My name is Mike Bruce, I am a drug free 30 year old former USMC honor graduate and former Professional and amateur grappling champion from Woonsocket, Rhode Island. I am 5-ft, 10-inches tall and weigh 202#. I train with the conventional deadlift technique of feet shoulder-width apart, and an over/under grip. I have pulled 655# in the gym and I'm shooting for 675#. The only equipment I use is a good belt and chalk. When I deadlift that's all I do that day. I don't mix deads with legs or back. I put so much intensity into my pulls that I find I have nothing left when I'm done. It is up to you if you mix your deads with something else. If I were to do that I would mix my deads with my back.

Here is a sample routine of a deadlift/back workout:

Deadlifts [done standing on a 100# plate] 2x3
Barbell shrugs 500# 3x20
Plate rows 8 45# plates 3x4
Chinups with weight 3 45# on waist 3x3

There are some very important keys to remember when performing the deadlift, they are:

 

Key # 1
Step up to the bar and put your shins right against the bar. Keep this contact throughout the lift.

Key #2
DO NOT BEND AT THE BACK !!!
SQUAT DOWN WITH THE LEGS!!!
*If you bend at the back you will round your back not getting as good a pull.

Key #3
Make sure you have a solid grip on that bar with lots of chalk.

Key #4
This may be the most important key of them all. Once you have your posistion and your grip is good try and lean your body back, like your sitting in a chair. This will keep your body aligned correctly for maximum pull power.

This puts most of your bodyweight on your heals, this is what you want.

Key #5
Look straight ahead, once you start your pull lean your head back. I find that if I pull my head back the rest of the body tends to follow.
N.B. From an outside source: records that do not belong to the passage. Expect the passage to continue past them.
//! Per-mode token rules
//!
//! Every mode is its own logos enum so keyword sets and identifier
//! character classes never leak between modes. Keywords match
//! ASCII-case-insensitively; whitespace and comments are skipped in every
//! mode.

use std::ops::Range;

use logos::Logos;

use crate::{Mode, TokenKind};

/// Lex the first token of `input` using the rules of `mode`
///
/// Returns `None` at end of input; unrecognized input becomes [`TokenKind::Unknown`].
pub(crate) fn next_token(mode: Mode, input: &str) -> Option<(TokenKind, Range<usize>)> {
    match mode {
        Mode::Default => lex_one::<CommandToken>(input),
        Mode::Explain => lex_one::<ExplainToken>(input),
        Mode::Expression => lex_one::<ExpressionToken>(input),
        Mode::From => lex_one::<FromToken>(input),
        Mode::Project => lex_one::<ProjectToken>(input),
        Mode::Rename => lex_one::<RenameToken>(input),
        Mode::Enrich => lex_one::<EnrichToken>(input),
        Mode::EnrichField => lex_one::<EnrichFieldToken>(input),
        Mode::MvExpand => lex_one::<MvExpandToken>(input),
        Mode::Show => lex_one::<ShowToken>(input),
        Mode::Setting => lex_one::<SettingToken>(input),
    }
}

fn lex_one<'s, T>(input: &'s str) -> Option<(TokenKind, Range<usize>)>
where
    T: Logos<'s, Source = str> + Into<TokenKind>,
    T::Extras: Default,
{
    let mut lexer = T::lexer(input);
    let kind = match lexer.next()? {
        Ok(token) => token.into(),
        Err(_) => TokenKind::Unknown,
    };
    Some((kind, lexer.span()))
}

/// Maps mode tokens onto the shared kind of the same name
macro_rules! into_kind {
    ($mode:ident { $($variant:ident),* $(,)? }) => {
        impl From<$mode> for TokenKind {
            fn from(token: $mode) -> Self {
                match token {
                    $($mode::$variant => TokenKind::$variant,)*
                }
            }
        }
    };
}

#[derive(Logos, Debug, Clone, Copy, PartialEq, Eq)]
#[logos(skip r"[ \t\r\n\f]+")]
#[logos(skip r"//[^\r\n]*")]
#[logos(skip r"/\*[^*]*\*+([^/*][^*]*\*+)*/")]
enum CommandToken {
    #[token("dissect", ignore(ascii_case))]
    Dissect,
    #[token("drop", ignore(ascii_case))]
    Drop,
    #[token("enrich", ignore(ascii_case))]
    Enrich,
    #[token("eval", ignore(ascii_case))]
    Eval,
    #[token("explain", ignore(ascii_case))]
    Explain,
    #[token("from", ignore(ascii_case))]
    From,
    #[token("grok", ignore(ascii_case))]
    Grok,
    #[token("inlinestats", ignore(ascii_case))]
    InlineStats,
    #[token("keep", ignore(ascii_case))]
    Keep,
    #[token("limit", ignore(ascii_case))]
    Limit,
    #[token("mv_expand", ignore(ascii_case))]
    MvExpand,
    #[token("project", ignore(ascii_case))]
    Project,
    #[token("rename", ignore(ascii_case))]
    Rename,
    #[token("row", ignore(ascii_case))]
    Row,
    #[token("show", ignore(ascii_case))]
    Show,
    #[token("sort", ignore(ascii_case))]
    Sort,
    #[token("stats", ignore(ascii_case))]
    Stats,
    #[token("where", ignore(ascii_case))]
    Where,
    #[token("|")]
    Pipe,
    #[token("]")]
    ClosingBracket,
    #[regex(r"[^ \t\r\n\f\[\]/|]+")]
    UnknownCommand,
}

into_kind!(CommandToken {
    Dissect, Drop, Enrich, Eval, Explain, From, Grok, InlineStats, Keep, Limit, MvExpand,
    Project, Rename, Row, Show, Sort, Stats, Where, Pipe, ClosingBracket, UnknownCommand,
});

#[derive(Logos, Debug, Clone, Copy, PartialEq, Eq)]
#[logos(skip r"[ \t\r\n\f]+")]
#[logos(skip r"//[^\r\n]*")]
#[logos(skip r"/\*[^*]*\*+([^/*][^*]*\*+)*/")]
enum ExplainToken {
    #[token("[")]
    OpeningBracket,
    #[token("]")]
    ClosingBracket,
    #[token("|")]
    Pipe,
}

into_kind!(ExplainToken { OpeningBracket, ClosingBracket, Pipe });

#[derive(Logos, Debug, Clone, Copy, PartialEq, Eq)]
#[logos(skip r"[ \t\r\n\f]+")]
#[logos(skip r"//[^\r\n]*")]
#[logos(skip r"/\*[^*]*\*+([^/*][^*]*\*+)*/")]
enum ExpressionToken {
    #[token("|")]
    Pipe,
    #[regex(r#""([^"\\\r\n]|\\.)*""#)]
    String,
    #[token("\"\"\"", block_string)]
    BlockString,
    #[regex(r"[0-9]+")]
    Integer,
    #[regex(r"[0-9]+\.[0-9]*|\.[0-9]+|[0-9]+(\.[0-9]*)?[eE][+-]?[0-9]+|\.[0-9]+[eE][+-]?[0-9]+")]
    Decimal,
    #[token("by", ignore(ascii_case))]
    By,
    #[token("and", ignore(ascii_case))]
    And,
    #[token("asc", ignore(ascii_case))]
    Asc,
    #[token("desc", ignore(ascii_case))]
    Desc,
    #[token("false", ignore(ascii_case))]
    False,
    #[token("first", ignore(ascii_case))]
    First,
    #[token("last", ignore(ascii_case))]
    Last,
    #[token("in", ignore(ascii_case))]
    In,
    #[token("is", ignore(ascii_case))]
    Is,
    #[token("like", ignore(ascii_case))]
    Like,
    #[token("not", ignore(ascii_case))]
    Not,
    #[token("null", ignore(ascii_case))]
    Null,
    #[token("nulls", ignore(ascii_case))]
    Nulls,
    #[token("or", ignore(ascii_case))]
    Or,
    #[token("rlike", ignore(ascii_case))]
    Rlike,
    #[token("true", ignore(ascii_case))]
    True,
    #[token("=")]
    Assign,
    #[token(",")]
    Comma,
    #[token(".")]
    Dot,
    #[token("(")]
    LeftParen,
    #[token(")")]
    RightParen,
    #[token("[")]
    OpeningBracket,
    #[token("]")]
    ClosingBracket,
    #[token("?")]
    Param,
    #[token("==")]
    Eq,
    #[token("=~")]
    CiEq,
    #[token("!=")]
    Neq,
    #[token("<")]
    Lt,
    #[token("<=")]
    Lte,
    #[token(">")]
    Gt,
    #[token(">=")]
    Gte,
    #[token("+")]
    Plus,
    #[token("-")]
    Minus,
    #[token("*")]
    Asterisk,
    #[token("/")]
    Slash,
    #[token("%")]
    Percent,
    #[regex(r"[a-zA-Z][a-zA-Z0-9_]*|[_@][a-zA-Z0-9_@]+")]
    Identifier,
    #[regex(r"`([^`]|``)*`")]
    QuotedIdentifier,
}

/// `"""` opens a raw string that runs to the next `"""`
fn block_string(lex: &mut logos::Lexer<ExpressionToken>) -> bool {
    match lex.remainder().find("\"\"\"") {
        Some(end) => {
            lex.bump(end + 3);
            true
        }
        None => false,
    }
}

impl From<ExpressionToken> for TokenKind {
    fn from(token: ExpressionToken) -> Self {
        use ExpressionToken as E;
        match token {
            E::Pipe => TokenKind::Pipe,
            E::String | E::BlockString => TokenKind::String,
            E::Integer => TokenKind::Integer,
            E::Decimal => TokenKind::Decimal,
            E::By => TokenKind::By,
            E::And => TokenKind::And,
            E::Asc => TokenKind::Asc,
            E::Desc => TokenKind::Desc,
            E::False => TokenKind::False,
            E::First => TokenKind::First,
            E::Last => TokenKind::Last,
            E::In => TokenKind::In,
            E::Is => TokenKind::Is,
            E::Like => TokenKind::Like,
            E::Not => TokenKind::Not,
            E::Null => TokenKind::Null,
            E::Nulls => TokenKind::Nulls,
            E::Or => TokenKind::Or,
            E::Rlike => TokenKind::Rlike,
            E::True => TokenKind::True,
            E::Assign => TokenKind::Assign,
            E::Comma => TokenKind::Comma,
            E::Dot => TokenKind::Dot,
            E::LeftParen => TokenKind::LeftParen,
            E::RightParen => TokenKind::RightParen,
            E::OpeningBracket => TokenKind::OpeningBracket,
            E::ClosingBracket => TokenKind::ClosingBracket,
            E::Param => TokenKind::Param,
            E::Eq => TokenKind::Eq,
            E::CiEq => TokenKind::CiEq,
            E::Neq => TokenKind::Neq,
            E::Lt => TokenKind::Lt,
            E::Lte => TokenKind::Lte,
            E::Gt => TokenKind::Gt,
            E::Gte => TokenKind::Gte,
            E::Plus => TokenKind::Plus,
            E::Minus => TokenKind::Minus,
            E::Asterisk => TokenKind::Asterisk,
            E::Slash => TokenKind::Slash,
            E::Percent => TokenKind::Percent,
            E::Identifier => TokenKind::Identifier,
            E::QuotedIdentifier => TokenKind::QuotedIdentifier,
        }
    }
}

#[derive(Logos, Debug, Clone, Copy, PartialEq, Eq)]
#[logos(skip r"[ \t\r\n\f]+")]
#[logos(skip r"//[^\r\n]*")]
#[logos(skip r"/\*[^*]*\*+([^/*][^*]*\*+)*/")]
enum FromToken {
    #[token("|")]
    Pipe,
    #[token("[")]
    OpeningBracket,
    #[token("]")]
    ClosingBracket,
    #[token(",")]
    Comma,
    #[token("metadata", ignore(ascii_case))]
    Metadata,
    #[regex(r#"[^ \t\r\n\f`|,\[\]/="]+"#)]
    SourceIdentifier,
    #[regex(r"`([^`]|``)*`")]
    QuotedIdentifier,
}

into_kind!(FromToken {
    Pipe, OpeningBracket, ClosingBracket, Comma, Metadata, SourceIdentifier, QuotedIdentifier,
});

#[derive(Logos, Debug, Clone, Copy, PartialEq, Eq)]
#[logos(skip r"[ \t\r\n\f]+")]
#[logos(skip r"//[^\r\n]*")]
#[logos(skip r"/\*[^*]*\*+([^/*][^*]*\*+)*/")]
enum ProjectToken {
    #[token("|")]
    Pipe,
    #[token("]")]
    ClosingBracket,
    #[token(",")]
    Comma,
    #[token(".")]
    Dot,
    #[regex(r"[a-zA-Z*][a-zA-Z0-9_*]*|[_@][a-zA-Z0-9_@*]+")]
    IdentifierPattern,
    #[regex(r"`([^`]|``)*`")]
    QuotedIdentifier,
}

into_kind!(ProjectToken { Pipe, ClosingBracket, Comma, Dot, IdentifierPattern, QuotedIdentifier });

#[derive(Logos, Debug, Clone, Copy, PartialEq, Eq)]
#[logos(skip r"[ \t\r\n\f]+")]
#[logos(skip r"//[^\r\n]*")]
#[logos(skip r"/\*[^*]*\*+([^/*][^*]*\*+)*/")]
enum RenameToken {
    #[token("|")]
    Pipe,
    #[token("]")]
    ClosingBracket,
    #[token(",")]
    Comma,
    #[token(".")]
    Dot,
    #[token("as", ignore(ascii_case))]
    As,
    #[regex(r"[a-zA-Z*][a-zA-Z0-9_*]*|[_@][a-zA-Z0-9_@*]+")]
    IdentifierPattern,
    #[regex(r"`([^`]|``)*`")]
    QuotedIdentifier,
}

into_kind!(RenameToken {
    Pipe, ClosingBracket, Comma, Dot, As, IdentifierPattern, QuotedIdentifier,
});

#[derive(Logos, Debug, Clone, Copy, PartialEq, Eq)]
#[logos(skip r"[ \t\r\n\f]+")]
#[logos(skip r"//[^\r\n]*")]
#[logos(skip r"/\*[^*]*\*+([^/*][^*]*\*+)*/")]
enum EnrichToken {
    #[token("|")]
    Pipe,
    #[token("[")]
    OpeningBracket,
    #[token("]")]
    ClosingBracket,
    #[token("on", ignore(ascii_case))]
    On,
    #[token("with", ignore(ascii_case))]
    With,
    #[regex(r"[a-zA-Z0-9_.\-]+")]
    PolicyName,
}

into_kind!(EnrichToken { Pipe, OpeningBracket, ClosingBracket, On, With, PolicyName });

#[derive(Logos, Debug, Clone, Copy, PartialEq, Eq)]
#[logos(skip r"[ \t\r\n\f]+")]
#[logos(skip r"//[^\r\n]*")]
#[logos(skip r"/\*[^*]*\*+([^/*][^*]*\*+)*/")]
enum EnrichFieldToken {
    #[token("|")]
    Pipe,
    #[token("]")]
    ClosingBracket,
    #[token("=")]
    Assign,
    #[token(",")]
    Comma,
    #[token(".")]
    Dot,
    #[token("with", ignore(ascii_case))]
    With,
    #[regex(r"[a-zA-Z*][a-zA-Z0-9_*]*|[_@][a-zA-Z0-9_@*]+")]
    IdentifierPattern,
    #[regex(r"`([^`]|``)*`")]
    QuotedIdentifier,
}

into_kind!(EnrichFieldToken {
    Pipe, ClosingBracket, Assign, Comma, Dot, With, IdentifierPattern, QuotedIdentifier,
});

#[derive(Logos, Debug, Clone, Copy, PartialEq, Eq)]
#[logos(skip r"[ \t\r\n\f]+")]
#[logos(skip r"//[^\r\n]*")]
#[logos(skip r"/\*[^*]*\*+([^/*][^*]*\*+)*/")]
enum MvExpandToken {
    #[token("|")]
    Pipe,
    #[token("]")]
    ClosingBracket,
    #[token(".")]
    Dot,
    #[regex(r"[a-zA-Z][a-zA-Z0-9_]*|[_@][a-zA-Z0-9_@]+")]
    Identifier,
    #[regex(r"`([^`]|``)*`")]
    QuotedIdentifier,
}

into_kind!(MvExpandToken { Pipe, ClosingBracket, Dot, Identifier, QuotedIdentifier });

#[derive(Logos, Debug, Clone, Copy, PartialEq, Eq)]
#[logos(skip r"[ \t\r\n\f]+")]
#[logos(skip r"//[^\r\n]*")]
#[logos(skip r"/\*[^*]*\*+([^/*][^*]*\*+)*/")]
enum ShowToken {
    #[token("|")]
    Pipe,
    #[token("]")]
    ClosingBracket,
    #[token("info", ignore(ascii_case))]
    Info,
    #[token("functions", ignore(ascii_case))]
    Functions,
}

into_kind!(ShowToken { Pipe, ClosingBracket, Info, Functions });

#[derive(Logos, Debug, Clone, Copy, PartialEq, Eq)]
#[logos(skip r"[ \t\r\n\f]+")]
#[logos(skip r"//[^\r\n]*")]
#[logos(skip r"/\*[^*]*\*+([^/*][^*]*\*+)*/")]
enum SettingToken {
    #[token("]")]
    ClosingBracket,
    #[token(":")]
    Colon,
    #[regex(r"[a-zA-Z0-9_.@]+")]
    SettingText,
}

into_kind!(SettingToken { ClosingBracket, Colon, SettingText });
This makes for a better pull.

Key #6
Once you get the bar to mid-thigh try with all your power to pop your hips forward, this will help with the lockout.

Remember drag that bar up your body, it must glide up your shins, over the knees and up the thighs. If you let the bar get away from you just a little it will affect your pull and you wont pull as strong. Everything must be compact and tight.

Now that we have talked about the key points in the deadlift here is my routine that I am using to pull my goal of 675# at a bodyweight of 200#. I do all my deadlifts standing on a 100# plate. The reason I do this is I feel it gives me an extra 3-4 inches of pulling power when it comes time to max out. By standing on a 100# plate and wearing sneakers you make the pull even longer than usual. Now the bar is alot lower on your shins and makes for a longer stretch in your back and legs.

When I max out I take the 100# plate away and BOY I'm telling you that bar feels so much higher up your shins that it feels like you already have the lift started. If you have not done deadlifts off a 100# plate before keep in mind that you will have to cut back on your normal poundages you would use. It takes a little getting used to, but the rewards are well worth it.

 
I always start my routine in a Power rack with very heavy lockouts. I work up to a near max single and use heavy duty wrist straps.

I do this because I feel that if I can lockout 1000# from the top of my knees than locking out 675# should nt be a issue.

I do these first before I deadlift because I can handle so much more weight in the rack that when it comes time to perform my deads I can usually handle more weight than if I just started off with the deadlift.

This is mostly mental I think, your mind and muscles are telling your body, "Hey we just handled 900#,1000#,1100#, Heck this 600# doesnt feel bad at all."

Here is my routine : Deadlift lockouts [pins set above the knees] 5-7 sets, 1-3 reps. My sets and reps vary depending on how I feel that day.

Example: 675#x2, 765#x2, 855#x2, 945#x1, 1035#x1

Deadlifts [on a 100# plate] 1 warm up set if I feel i need it then 2x3

Example: 585# x3 , 585# x3

* On all my lifts I try and increase the weight by 5# every week. However I only increase the weight if I pull my prescribed amount of weight and reps succesfully. Don't be in a rush, getting stronger takes time, only go up in weight when your body is ready.

If your deadlift has been stuck for a long time, maybe some of these keys and ideas can help you get your swagger back on this Great Strength Exercise.